Royal Dutch Shell (LSE:RDSB) shares have been badly affected by the new spike in coronavirus cases. But the oil giant is preparing to cut costs. So, is it a great opportunity or not?
Shell cuts costs
Shell is planning to cut production costs of oil and gas by up to 40%. Sounds like great news, indeed. But there’s a catch, however. Oil companies face rising pressure to become environmentally friendly. That made them set themsleves targets to get carbon neutral. Shell aims to become carbon neutral by 2050, for example. So, as part of this initiative, the corporation simply moved from oil and gas where profit margins are much higher to alternative energy sources. As you can see, it doesn’t mean the company’s total costs will go down. Instead, Shell wants to reduce only the oil and gas costs. At the same time the company is prepared to take on additional higher costs in the area of green energy.
Doesn’t look like particularly good news for the company’s shareholders, in my opinion.
Are Shell shares a good opportunity?
However, what is quite positive for a potential buyer is the fact the company’s stock is trading quite low. Due to the Monday market crash, it’s trading close to its record low, reached this March.
Royal Dutch Shell share price
Source: Google Finance
But let us look at some other fundamentals.
I earnestly believe the oil prices will recover in the medium term. Of course, an economic recession is always accompanied by weak demand for oil and depressed oil prices as a result. But ‘this too shall pass’, in my view. Sooner or later the demand for air and car travel will recover. And I think large players like Shell will be the first to benefit.

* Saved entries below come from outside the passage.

//! Ledger engine
//!
//! Composes the store, rate provider, state machines and reference
//! generator into the ledger's operations. Every operation validates its
//! input first, performs network I/O (rates, payouts) outside any lock, then
//! commits exactly one [`UnitOfWork`]. Audit records and notifications are
//! dispatched after the commit and never change the outcome.

mod accounts;
mod commands;
mod money_requests;
mod transactions;
mod transfers;


use std::collections::HashSet;
use std::future::Future;
use std::str::FromStr;
use std::sync::{Arc, Mutex};
use std::time::Duration;

use uuid::Uuid;

use crate::aggregate::Account;
use crate::audit::{AuditRecord, AuditSink, TracingAuditSink};
use crate::domain::{Amount, Currency, FeeSchedule, LedgerError, OperationContext};
use crate::fx::ExchangeRateProvider;
use crate::notification::{LogNotifier, Notification, NotificationService};
use crate::payout::{LoggingPayoutGateway, PayoutGateway};
use crate::reference::{ReferenceGenerator, ReferenceKind, UlidReferenceGenerator};
use crate::store::{LedgerStore, StoreError, UnitOfWork};

pub use commands::*;

/// Owner of the per-currency platform fee sink accounts
pub const FEE_SINK_OWNER: Uuid = Uuid::from_u128(0xfe);

/// Owner of the per-currency payout clearing accounts
pub const PAYOUT_CLEARING_OWNER: Uuid = Uuid::from_u128(0xc1);

/// Attempts at drawing a reference number not yet in the store
const MAX_REFERENCE_ATTEMPTS: u32 = 5;

/// Tunables that are not collaborators
#[derive(Debug, Clone)]
pub struct EngineSettings {
    /// Total commit attempts when a versioned account moved underneath us
    pub max_retries: u32,
    /// Prefix for payment link URLs
    pub payment_link_base_url: String,
}

impl Default for EngineSettings {
    fn default() -> Self {
        Self {
            max_retries: 3,
            payment_link_base_url: "http://localhost:3000/pay".to_string(),
        }
    }
}

/// Map store failures into the engine taxonomy under the operation's
/// correlation id
pub(crate) trait StoreResultExt<T> {
    fn in_context(self, context: &OperationContext) -> Result<T, LedgerError>;
}

impl<T> StoreResultExt<T> for Result<T, StoreError> {
    fn in_context(self, context: &OperationContext) -> Result<T, LedgerError> {
        self.map_err(|e| e.into_ledger_error(context.correlation_id))
    }
}

/// Transfers with a payout or cancellation in progress. Process and cancel
/// claim the transfer for their whole duration, so a payout is never
/// submitted for a transfer that is being cancelled.
#[derive(Debug, Default)]
struct InFlightTransfers(Mutex<HashSet<Uuid>>);

struct InFlightGuard {
    set: Arc<InFlightTransfers>,
    transfer_id: Uuid,
}

impl InFlightTransfers {
    fn claim(self: &Arc<Self>, transfer_id: Uuid) -> Option<InFlightGuard> {
        let mut set = self.0.lock().unwrap_or_else(|p| p.into_inner());
        if !set.insert(transfer_id) {
            return None;
        }
        Some(InFlightGuard {
            set: self.clone(),
            transfer_id,
        })
    }
}

impl Drop for InFlightGuard {
    fn drop(&mut self) {
        let mut set = self.set.0.lock().unwrap_or_else(|p| p.into_inner());
        set.remove(&self.transfer_id);
    }
}

/// The financial consistency engine
pub struct LedgerEngine {
    store: Arc<dyn LedgerStore>,
    rates: Arc<dyn ExchangeRateProvider>,
    references: Arc<dyn ReferenceGenerator>,
    notifier: Arc<dyn NotificationService>,
    audit: Arc<dyn AuditSink>,
    payouts: Arc<dyn PayoutGateway>,
    fees: FeeSchedule,
    settings: EngineSettings,
    in_flight: Arc<InFlightTransfers>,
}

impl LedgerEngine {
    /// Engine with default collaborators: ULID references, log-only
    /// notifications, tracing audit sink and an accept-all payout gateway
    pub fn new(store: Arc<dyn LedgerStore>, rates: Arc<dyn ExchangeRateProvider>) -> Self {
        Self {
            store,
            rates,
            references: Arc::new(UlidReferenceGenerator::new()),
            notifier: Arc::new(LogNotifier),
            audit: Arc::new(TracingAuditSink),
            payouts: Arc::new(LoggingPayoutGateway),
            fees: FeeSchedule::default(),
            settings: EngineSettings::default(),
            in_flight: Arc::new(InFlightTransfers::default()),
        }
    }

    pub fn with_reference_generator(mut self, references: Arc<dyn ReferenceGenerator>) -> Self {
        self.references = references;
        self
    }

    pub fn with_notifier(mut self, notifier: Arc<dyn NotificationService>) -> Self {
        self.notifier = notifier;
        self
    }

    pub fn with_audit_sink(mut self, audit: Arc<dyn AuditSink>) -> Self {
        self.audit = audit;
        self
    }

    pub fn with_payout_gateway(mut self, payouts: Arc<dyn PayoutGateway>) -> Self {
        self.payouts = payouts;
        self
    }

    pub fn with_fee_schedule(mut self, fees: FeeSchedule) -> Self {
        self.fees = fees;
        self
    }

    pub fn with_settings(mut self, settings: EngineSettings) -> Self {
        self.settings = settings;
        self
    }

    pub fn fee_schedule(&self) -> &FeeSchedule {
        &self.fees
    }

    // =========================================================================
    // Unit of work with retry
    // =========================================================================

    /// Build and commit a unit of work, rebuilding it from fresh state when a
    /// versioned account changed between read and commit.
    async fn run_unit_of_work<T, F, Fut>(
        &self,
        context: &OperationContext,
        operation: &'static str,
        mut plan: F,
    ) -> Result<T, LedgerError>
    where
        F: FnMut() -> Fut,
        Fut: Future<Output = Result<(UnitOfWork, T), LedgerError>>,
    {
        let max_attempts = self.settings.max_retries.max(1);
        let mut attempt = 0;

        loop {
            let (work, output) = plan().await?;
            match self.store.commit(work).await {
                Ok(()) => return Ok(output),
                Err(e) if e.is_retryable() && attempt + 1 < max_attempts => {
                    attempt += 1;
                    tracing::warn!(
                        operation,
                        correlation_id = %context.correlation_id,
                        error = %e,
                        "Version conflict, retrying (attempt {}/{})",
                        attempt,
                        max_attempts
                    );
                    tokio::time::sleep(Duration::from_millis(50 * attempt as u64)).await;
                }
                Err(e) => {
                    if e.is_retryable() {
                        tracing::warn!(
                            operation,
                            correlation_id = %context.correlation_id,
                            "Version conflict persisted after {} attempts",
                            max_attempts
                        );
                    }
                    return Err(e.into_ledger_error(context.correlation_id));
                }
            }
        }
    }

    // =========================================================================
    // Shared helpers
    // =========================================================================

    /// Draw a reference number and confirm the store has not seen it
    async fn fresh_reference(
        &self,
        kind: ReferenceKind,
        context: &OperationContext,
    ) -> Result<String, LedgerError> {
        for _ in 0..MAX_REFERENCE_ATTEMPTS {
            let reference = self.references.next_reference(kind);
            if !self.store.reference_exists(&reference).await.in_context(context)? {
                return Ok(reference);
            }
            tracing::warn!(reference = %reference, "Reference number collision, drawing again");
        }
        Err(LedgerError::Infrastructure {
            correlation_id: context.correlation_id,
            message: format!("no unique {} reference after {MAX_REFERENCE_ATTEMPTS} attempts", kind.prefix()),
        })
    }

    /// Load or open the account for (owner, currency)
    async fn ensure_account(
        &self,
        owner_id: Uuid,
        currency: &Currency,
        context: &OperationContext,
    ) -> Result<Account, LedgerError> {
        if let Some(account) = self
            .store
            .find_account(owner_id, currency)
            .await
            .in_context(context)?
        {
            return Ok(account);
        }

        match self.store.create_account(owner_id, currency).await {
            Ok(account) => {
                tracing::info!(owner_id = %owner_id, currency = %currency, "Account opened on demand");
                Ok(account)
            }
            // Lost a race with another opener
            Err(StoreError::DuplicateAccount { .. }) => {
                self.store.get_account(owner_id, currency).await.in_context(context)
            }
            Err(e) => Err(e.into_ledger_error(context.correlation_id)),
        }
    }

    fn dispatch_audit(&self, record: AuditRecord) {
        let sink = self.audit.clone();
        tokio::spawn(async move {
            let action = record.action.clone();
            let correlation_id = record.correlation_id;
            if let Err(e) = sink.record(record).await {
                tracing::warn!(
                    action = %action,
                    correlation_id = %correlation_id,
                    error = %e,
                    "Failed to write audit record"
                );
            }
        });
    }

    fn dispatch_notification(&self, user_id: Uuid, notification: Notification) {
        let notifier = self.notifier.clone();
        tokio::spawn(async move {
            let kind = notification.kind();
            if let Err(e) = notifier.notify(user_id, notification).await {
                tracing::warn!(user_id = %user_id, kind, error = %e, "Failed to send notification");
            }
        });
    }
}

// =========================================================================
// Input validation
// =========================================================================

pub(crate) fn parse_currency(field: &str, value: &str) -> Result<Currency, LedgerError> {
    Currency::new(value).map_err(|e| LedgerError::validation(field, e.to_string()))
}

pub(crate) fn parse_amount(field: &str, value: &str) -> Result<Amount, LedgerError> {
    Amount::from_str(value).map_err(|e| LedgerError::validation(field, e.to_string()))
}

/// Trimmed, non-empty text no longer than `max_len`
pub(crate) fn required_text(field: &str, value: &str, max_len: usize) -> Result<String, LedgerError> {
    let value = value.trim();
    if value.is_empty() {
        return Err(LedgerError::validation(field, "must not be empty"));
    }
    if value.chars().count() > max_len {
        return Err(LedgerError::validation(
            field,
            format!("must be at most {max_len} characters"),
        ));
    }
    Ok(value.to_string())
}

/// Optional free text; blank becomes `None`
pub(crate) fn optional_text(
    field: &str,
    value: Option<&str>,
    max_len: usize,
) -> Result<Option<String>, LedgerError> {
    match value.map(str::trim).filter(|v| !v.is_empty()) {
        None => Ok(None),
        Some(v) => required_text(field, v, max_len).map(Some),
    }
}

/// Positive two-decimal amount from an already-computed value
pub(crate) fn money(field: &str, value: rust_decimal::Decimal) -> Result<Amount, LedgerError> {
    Amount::new(value).map_err(|e| LedgerError::validation(field, e.to_string()))
}
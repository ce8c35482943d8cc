//! Postgres store integration tests
//!
//! Skipped unless DATABASE_URL points at a migrated database.

use std::sync::Arc;

use rust_decimal::Decimal;
use rust_decimal_macros::dec;
use uuid::Uuid;

use remit_ledger::aggregate::Aggregate;
use remit_ledger::domain::{
    Amount, Currency, EntryDirection, LedgerTransaction, OperationContext, TransactionType,
};
use remit_ledger::engine::{
    CreateTransactionCommand, CreateTransferCommand, EngineSettings, RecipientInput,
};
use remit_ledger::fx::StaticRateTable;
use remit_ledger::store::{AccountStore, LedgerStore, PgLedgerStore, StoreError, UnitOfWork};
use remit_ledger::LedgerEngine;

mod common;

fn transfer_command(owner: Uuid, amount: &str) -> CreateTransferCommand {
    CreateTransferCommand {
        owner_id: owner,
        source_currency: "USD".to_string(),
        destination_currency: "EUR".to_string(),
        source_amount: amount.to_string(),
        recipient: RecipientInput {
            name: "Ana Souza".to_string(),
            account_number: "DE89370400440532013000".to_string(),
            bank_name: None,
            country: "DE".to_string(),
        },
        purpose: "family support".to_string(),
    }
}

#[tokio::test]
async fn test_pg_concurrent_transfers_never_overdraw() {
    let Some(pool) = common::test_pool().await else {
        return;
    };
    let engine = Arc::new(
        LedgerEngine::new(
            Arc::new(PgLedgerStore::new(pool)),
            Arc::new(StaticRateTable::with_defaults()),
        )
        .with_settings(EngineSettings {
            max_retries: 10,
            ..EngineSettings::default()
        }),
    );
    let context = OperationContext::new();
    let owner = Uuid::new_v4();

    engine.create_account(owner, "USD", &context).await.unwrap();
    engine
        .create_transaction(
            CreateTransactionCommand::new(owner, "USD", "100.00", "DEPOSIT"),
            &context,
        )
        .await
        .unwrap();

    let handles: Vec<_> = (0..2)
        .map(|_| {
            let engine = engine.clone();
            tokio::spawn(async move {
                engine
                    .create_transfer(transfer_command(owner, "60.00"), &OperationContext::new())
                    .await
            })
        })
        .collect();

    let mut succeeded = 0;
    for handle in handles {
        if handle.await.unwrap().is_ok() {
            succeeded += 1;
        }
    }
    assert_eq!(succeeded, 1);

    let account = engine.get_account(owner, "USD", &context).await.unwrap();
    assert_eq!(account.balance().value(), dec!(40.00));
}

#[tokio::test]
async fn test_pg_commit_is_all_or_nothing() {
    let Some(pool) = common::test_pool().await else {
        return;
    };
    let store = PgLedgerStore::new(pool);
    let usd = Currency::new("USD").unwrap();

    let payer = store.create_account(Uuid::new_v4(), &usd).await.unwrap();
    let payee = store.create_account(Uuid::new_v4(), &usd).await.unwrap();

    // Debit of an empty account alongside a credit: neither may land
    let amount = Amount::new(dec!(25.00)).unwrap();
    let entry = LedgerTransaction::new(
        payee.id(),
        payee.owner_id(),
        usd.clone(),
        TransactionType::Deposit,
        EntryDirection::Credit,
        &amount,
        format!("TXN-TEST-{}", Uuid::new_v4().simple()),
    );
    let work = UnitOfWork::new()
        .debit(&payer, amount.value())
        .credit(payee.id(), amount.value())
        .record(entry);

    let err = store.commit(work).await.unwrap_err();
    assert!(matches!(err, StoreError::InsufficientFunds { .. }));

    let payee_after = store.get_account_by_id(payee.id()).await.unwrap().unwrap();
    assert_eq!(payee_after.balance().value(), Decimal::ZERO);
    assert!(store
        .transactions_by_account(payee.id())
        .await
        .unwrap()
        .is_empty());
}

#[tokio::test]
async fn test_pg_duplicate_account_rejected() {
    let Some(pool) = common::test_pool().await else {
        return;
    };
    let store = PgLedgerStore::new(pool);
    let eur = Currency::new("EUR").unwrap();
    let owner = Uuid::new_v4();

    store.create_account(owner, &eur).await.unwrap();
    let err = store.create_account(owner, &eur).await.unwrap_err();
    assert!(matches!(err, StoreError::DuplicateAccount { .. }));
}
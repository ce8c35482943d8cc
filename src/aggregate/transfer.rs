//! Transfer Aggregate
//!
//! A cross-currency payout to an external recipient. The source amount is
//! reserved (debited) when the transfer is created; the transfer then ends in
//! exactly one of `completed`, `cancelled` or `failed`.

use chrono::{DateTime, Duration, Utc};
use rust_decimal::Decimal;
use serde::{Deserialize, Serialize};
use uuid::Uuid;

use crate::domain::{CountryCode, Currency, LedgerError, StateMachine, TransferStatus};

use super::Aggregate;

/// Promised delivery window from creation
pub const TRANSFER_ARRIVAL_HOURS: i64 = 24;

/// External beneficiary of a transfer
#[derive(Debug, Clone, PartialEq, Serialize, Deserialize)]
pub struct Recipient {
    pub name: String,
    pub account_number: String,
    #[serde(default, skip_serializing_if = "Option::is_none")]
    pub bank_name: Option<String>,
    pub country: CountryCode,
}

#[derive(Debug, Clone, PartialEq, Serialize, Deserialize)]
pub struct Transfer {
    pub id: Uuid,
    pub owner_id: Uuid,
    /// Account the reservation was taken from
    pub source_account_id: Uuid,
    pub recipient: Recipient,
    pub source_currency: Currency,
    pub destination_currency: Currency,
    pub source_amount: Decimal,
    pub destination_amount: Decimal,
    pub exchange_rate: Decimal,
    /// Rate came from the static fallback table, not the live source
    pub rate_is_fallback: bool,
    /// Fee in the source currency
    pub fee: Decimal,
    pub purpose: String,
    pub(crate) status: TransferStatus,
    pub reference_number: String,
    pub payout_reference: Option<String>,
    /// Set once the payout has been handed to the gateway. A submitted
    /// payout can still complete or fail but can no longer be cancelled.
    #[serde(default)]
    pub payout_submitted_at: Option<DateTime<Utc>>,
    pub failure_reason: Option<String>,
    pub estimated_arrival: DateTime<Utc>,
    pub processed_at: Option<DateTime<Utc>>,
    pub created_at: DateTime<Utc>,
    pub updated_at: DateTime<Utc>,
}

impl Transfer {
    pub fn status(&self) -> TransferStatus {
        self.status
    }

    /// Net amount handed to payout, in the source currency
    pub fn payout_amount(&self) -> Decimal {
        self.source_amount - self.fee
    }

    fn transition(&self, next: TransferStatus, now: DateTime<Utc>) -> Result<Transfer, LedgerError> {
        let status = self.status.transition(next)?;
        Ok(Self {
            status,
            updated_at: now,
            ..self.clone()
        })
    }

    /// `pending -> completed`, stamping `processed_at`
    pub fn complete(&self, payout_reference: String, now: DateTime<Utc>) -> Result<Transfer, LedgerError> {
        let mut next = self.transition(TransferStatus::Completed, now)?;
        next.payout_reference = Some(payout_reference);
        next.processed_at = Some(now);
        Ok(next)
    }

    /// Record that the payout is about to be submitted. Stays `pending`;
    /// a transfer already marked keeps its first submission time.
    pub fn mark_payout_submitted(&self, now: DateTime<Utc>) -> Result<Transfer, LedgerError> {
        self.status.transition(TransferStatus::Completed)?;
        Ok(Self {
            payout_submitted_at: self.payout_submitted_at.or(Some(now)),
            updated_at: now,
            ..self.clone()
        })
    }

    pub fn payout_submitted(&self) -> bool {
        self.payout_submitted_at.is_some()
    }

    /// `pending -> cancelled`, only before the payout was submitted
    pub fn cancel(&self, now: DateTime<Utc>) -> Result<Transfer, LedgerError> {
        if let Some(submitted_at) = self.payout_submitted_at {
            return Err(LedgerError::conflict(format!(
                "transfer {} payout was submitted at {}",
                self.id, submitted_at
            )));
        }
        self.transition(TransferStatus::Cancelled, now)
    }

    /// `pending -> failed`
    pub fn fail(&self, reason: impl Into<String>, now: DateTime<Utc>) -> Result<Transfer, LedgerError> {
        let mut next = self.transition(TransferStatus::Failed, now)?;
        next.failure_reason = Some(reason.into());
        Ok(next)
    }

    /// Default arrival estimate for a transfer created at `now`
    pub fn arrival_estimate(now: DateTime<Utc>) -> DateTime<Utc> {
        now + Duration::hours(TRANSFER_ARRIVAL_HOURS)
    }
}

impl Aggregate for Transfer {
    fn aggregate_type() -> &'static str {
        "Transfer"
    }

    fn id(&self) -> Uuid {
        self.id
    }
}

#[cfg(test)]
pub(crate) mod tests {
    use super::*;
    use rust_decimal_macros::dec;

    pub(crate) fn pending_transfer() -> Transfer {
        let now = Utc::now();
        Transfer {
            id: Uuid::new_v4(),
            owner_id: Uuid::new_v4(),
            source_account_id: Uuid::new_v4(),
            recipient: Recipient {
                name: "Ana Souza".to_string(),
                account_number: "DE89370400440532013000".to_string(),
                bank_name: None,
                country: CountryCode::new("DE").unwrap(),
            },
            source_currency: Currency::new("USD").unwrap(),
            destination_currency: Currency::new("EUR").unwrap(),
            source_amount: dec!(100.00),
            destination_amount: dec!(82.88),
            exchange_rate: dec!(0.85),
            rate_is_fallback: false,
            fee: dec!(2.50),
            purpose: "gift".to_string(),
            status: TransferStatus::Pending,
            reference_number: "TRF-TEST".to_string(),
            payout_reference: None,
            payout_submitted_at: None,
            failure_reason: None,
            estimated_arrival: Transfer::arrival_estimate(now),
            processed_at: None,
            created_at: now,
            updated_at: now,
        }
    }

    #[test]
    fn test_complete_stamps_processed_at() {
        let now = Utc::now();
        let done = pending_transfer().complete("PO-1".to_string(), now).unwrap();

        assert_eq!(done.status(), TransferStatus::Completed);
        assert_eq!(done.processed_at, Some(now));
        assert_eq!(done.payout_reference.as_deref(), Some("PO-1"));
    }

    #[test]
    fn test_cancel_completed_transfer_conflicts() {
        let done = pending_transfer()
            .complete("PO-1".to_string(), Utc::now())
            .unwrap();
        let before = done.clone();

        let err = done.cancel(Utc::now()).unwrap_err();
        assert!(err.is_conflict());
        assert_eq!(done, before);
    }

    #[test]
    fn test_submitted_payout_blocks_cancel() {
        let first = Utc::now();
        let marked = pending_transfer().mark_payout_submitted(first).unwrap();
        assert_eq!(marked.status(), TransferStatus::Pending);
        assert!(marked.payout_submitted());

        let err = marked.cancel(Utc::now()).unwrap_err();
        assert!(err.is_conflict());

        // Resubmission keeps the original time and can still settle either way
        let again = marked.mark_payout_submitted(first + Duration::seconds(30)).unwrap();
        assert_eq!(again.payout_submitted_at, Some(first));
        assert!(again.fail("rejected", Utc::now()).is_ok());
        assert!(again.complete("PO-2".to_string(), Utc::now()).is_ok());
    }

    #[test]
    fn test_mark_payout_on_terminal_transfer_conflicts() {
        let cancelled = pending_transfer().cancel(Utc::now()).unwrap();
        assert!(cancelled.mark_payout_submitted(Utc::now()).unwrap_err().is_conflict());
    }

    #[test]
    fn test_fail_records_reason() {
        let failed = pending_transfer().fail("beneficiary bank closed", Utc::now()).unwrap();
        assert_eq!(failed.status(), TransferStatus::Failed);
        assert_eq!(failed.failure_reason.as_deref(), Some("beneficiary bank closed"));
    }

    #[test]
    fn test_payout_amount_excludes_fee() {
        assert_eq!(pending_transfer().payout_amount(), dec!(97.50));
    }

    #[test]
    fn test_arrival_estimate_is_one_day_out() {
        let now = Utc::now();
        assert_eq!(Transfer::arrival_estimate(now) - now, Duration::hours(24));
    }
}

What’s more, even the move to green energy might be a source of profits in the long term. Nowadays many alternative energy sources are quite costly and unprofitable. But technological progress has been really fast in the last couple of decades. So, I believe, green energy will become highly profitable one day. It will be very good news for Shell and its stockholders. After a rise in green energy profit margins, Shell shares will go up too, I suppose.
I also like the company’s large scale and dividend yield. There has recently been plenty of hype about the dividend cut. But even after the cut, the dividend yield is still around 5%. That’s well above the Footsie’s average of about 3.6%. As concerns the corporation’s size and financial stability, it’s hard to find a more stable company selling for peanuts. In spite of the coronavirus downturn badly affecting the energy industry, Shell is still enjoying an investment-grade credit rating. The fact that it has a brilliant market position means it will probably be one of the few oil companies to actually gain from the current recession. That’s because its smaller competitors will go bankrupt. As a result, the oil market will get tighter, thus driving oil prices higher. And Shell, in my opinion, will be here to gain.
Here’s what I’d do
It looks like investing in Big Oil is a highly risky step these days. However, patient and brave investors can end up with nice returns, I think. At the same time I wouldn’t invest my entire savings in one industry. But it’s a good addition to a portfolio of stocks, in my opinion.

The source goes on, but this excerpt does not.